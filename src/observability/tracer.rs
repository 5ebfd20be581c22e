//! OpenTelemetry tracer provider with file-based span export.
//!
//! Implements a custom `SpanExporter` that writes spans to a rotating JSON
//! file instead of sending them over the network, which keeps trace analysis
//! possible on machines with no collector running.

use super::file_writer::FileWriter;
use super::span_formatter::SpanFormatter;
use futures_util::future::BoxFuture;
use opentelemetry::trace::TraceError;
use opentelemetry_sdk::export::trace::{ExportResult, SpanData, SpanExporter};
use opentelemetry_sdk::resource::Resource;
use opentelemetry_sdk::trace::TracerProvider;
use std::path::PathBuf;
use std::sync::atomic::{AtomicBool, Ordering};

/// File-based OpenTelemetry span exporter.
///
/// Each export writes one complete OTLP JSON document per line, so the trace
/// file is a newline-delimited stream of batches.
struct FileSpanExporter {
    /// File writer with rotation support.
    writer: FileWriter,
    /// OTLP JSON formatter.
    formatter: SpanFormatter,
    /// Set once shut down; exports after that fail.
    is_shutdown: AtomicBool,
}

impl FileSpanExporter {
    const fn new(file_path: PathBuf, resource: Resource) -> Self {
        Self {
            writer: FileWriter::new(file_path),
            formatter: SpanFormatter::new(resource),
            is_shutdown: AtomicBool::new(false),
        }
    }
}

impl SpanExporter for FileSpanExporter {
    fn export(&mut self, batch: Vec<SpanData>) -> BoxFuture<'static, ExportResult> {
        if self.is_shutdown.load(Ordering::SeqCst) {
            return Box::pin(std::future::ready(Err(TraceError::from(
                "exporter is shut down",
            ))));
        }

        let json = self.formatter.format_batch(&batch);
        let json_string = json.to_string();

        match self.writer.write_line(&json_string) {
            Ok(()) => Box::pin(std::future::ready(Ok(()))),
            Err(e) => Box::pin(std::future::ready(Err(TraceError::from(e.to_string())))),
        }
    }

    fn shutdown(&mut self) {
        self.is_shutdown.store(true, Ordering::SeqCst);
    }

    /// Resource is fixed at construction; later updates are ignored.
    fn set_resource(&mut self, res: &Resource) {
        let _ = res;
    }
}

impl std::fmt::Debug for FileSpanExporter {
    fn fmt(&self, f: &mut std::fmt::Formatter<'_>) -> std::fmt::Result {
        f.debug_struct("FileSpanExporter")
            .field("writer", &self.writer)
            .field("formatter", &self.formatter)
            .field("is_shutdown", &self.is_shutdown)
            .finish()
    }
}

/// Creates a tracer provider that exports spans to the given file.
///
/// Uses the simple (immediate, non-batched) export strategy: spans land on
/// disk as soon as they close, which matters for a library that may be torn
/// down abruptly by its host process.
pub fn create_tracer_provider(file_path: PathBuf, resource: Resource) -> TracerProvider {
    let exporter = FileSpanExporter::new(file_path, resource.clone());

    TracerProvider::builder()
        .with_config(opentelemetry_sdk::trace::Config::default().with_resource(resource))
        .with_simple_exporter(exporter)
        .build()
}
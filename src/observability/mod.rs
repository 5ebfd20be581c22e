//! OpenTelemetry-based observability with file-based trace export.
//!
//! Distributed tracing for the registry, using OTLP JSON written to a local
//! file for offline analysis. The worker protocol propagates trace context
//! across threads, so one user operation shows up as a single trace spanning
//! the interactive thread and the worker.
//!
//! # Architecture
//!
//! ```text
//! tracing-opentelemetry → OpenTelemetry SDK → FileSpanExporter → JSON file
//! ```
//!
//! # Configuration
//!
//! Trace level comes from the `trace_level` config option, defaulting to
//! `"info"`. Traces land in `<data_dir>/hostdock-otlp.json` with automatic
//! rotation at 10 MB and three retained backups.
//!
//! # Modules
//!
//! - [`init`]: subscriber setup
//! - [`tracer`]: tracer provider with file export
//! - [`span_formatter`]: OTLP JSON span serialization
//! - [`file_writer`]: rotating file writer

mod file_writer;
mod init;
mod span_formatter;
mod tracer;

pub use init::init_tracing;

+--

▶ [Your goal]
Reproduce the entries exactly as they appear.

▶ [The answer]
filename src/observability/tracer.rs
repository 5ebfd20be581c22e
//! OpenTelemetry tracer provider with file-based span export.
//!
//! Implements a custom `SpanExporter` that writes spans to a rotating JSON
//! file instead of sending them over the network, which keeps trace analysis
//! possible on machines with no collector running.

use super::file_writer::FileWriter;
use super::span_formatter::SpanFormatter;
use futures_util::future::BoxFuture;
use opentelemetry::trace::TraceError;
use opentelemetry_sdk::export::trace::{ExportResult, SpanData, SpanExporter};
use opentelemetry_sdk::resource::Resource;
use opentelemetry_sdk::trace::TracerProvider;
use std::path::PathBuf;
use std::sync::atomic::{AtomicBool, Ordering};

/// File-based OpenTelemetry span exporter.
///
/// Each export writes one complete OTLP JSON document per line, so the trace
/// file is a newline-delimited stream of batches.
struct FileSpanExporter {
    /// File writer with rotation support.
    writer: FileWriter,
    /// OTLP JSON formatter.
    formatter: SpanFormatter,
    /// Set once shut down; exports after that fail.
    is_shutdown: AtomicBool,
}

impl FileSpanExporter {
    const fn new(file_path: PathBuf, resource: Resource) -> Self {
        Self {
            writer: FileWriter::new(file_path),
            formatter: SpanFormatter::new(resource),
            is_shutdown: AtomicBool::new(false),
        }
    }
}

impl SpanExporter for FileSpanExporter {
    fn export(&mut self, batch: Vec<SpanData>) -> BoxFuture<'static, ExportResult> {
        if self.is_shutdown.load(Ordering::SeqCst) {
            return Box::pin(std::future::ready(Err(TraceError::from(
                "exporter is shut down",
            ))));
        }

        let json = self.formatter.format_batch(&batch);
        let json_string = json.to_string();

        match self.writer.write_line(&json_string) {
            Ok(()) => Box::pin(std::future::ready(Ok(()))),
            Err(e) => Box::pin(std::future::ready(Err(TraceError::from(e.to_string())))),
        }
    }

    fn shutdown(&mut self) {
        self.is_shutdown.store(true, Ordering::SeqCst);
    }

    /// Resource is fixed at construction; later updates are ignored.
    fn set_resource(&mut self, res: &Resource) {
        let _ = res;
    }
}

impl std::fmt::Debug for FileSpanExporter {
    fn fmt(&self, f: &mut std::fmt::Formatter<'_>) -> std::fmt::Result {
        f.debug_struct("FileSpanExporter")
            .field("writer", &self.writer)
            .field("formatter", &self.formatter)
            .field("is_shutdown", &self.is_shutdown)
            .finish()
    }
}

/// Creates a tracer provider that exports spans to the given file.
///
/// Uses the simple (immediate, non-batched) export strategy: spans land on
/// disk as soon as they close, which matters for a library that may be torn
/// down abruptly by its host process.
pub fn create_tracer_provider(file_path: PathBuf, resource: Resource) -> TracerProvider {
    let exporter = FileSpanExporter::new(file_path, resource.clone());

    TracerProvider::builder()
        .with_config(opentelemetry_sdk::trace::Config::default().with_resource(resource))
        .with_simple_exporter(exporter)
        .build()
}
filename src/observability/mod.rs
repository 5ebfd20be581c22e
//! OpenTelemetry-based observability with file-based trace export.
//!
//! Distributed tracing for the registry, using OTLP JSON written to a local
//! file for offline analysis. The worker protocol propagates trace context
//! across threads, so one user operation shows up as a single trace spanning
//! the interactive thread and the worker.
//!
//! # Architecture
//!
//! ```text
//! tracing-opentelemetry → OpenTelemetry SDK → FileSpanExporter → JSON file
//! ```
//!
//! # Configuration
//!
//! Trace level comes from the `trace_level` config option, defaulting to
//! `"info"`. Traces land in `<data_dir>/hostdock-otlp.json` with automatic
//! rotation at 10 MB and three retained backups.
//!
//! # Modules
//!
//! - [`init`]: subscriber setup
//! - [`tracer`]: tracer provider with file export
//! - [`span_formatter`]: OTLP JSON span serialization
//! - [`file_writer`]: rotating file writer

mod file_writer;
mod init;
mod span_formatter;
mod tracer;

pub use init::init_tracing;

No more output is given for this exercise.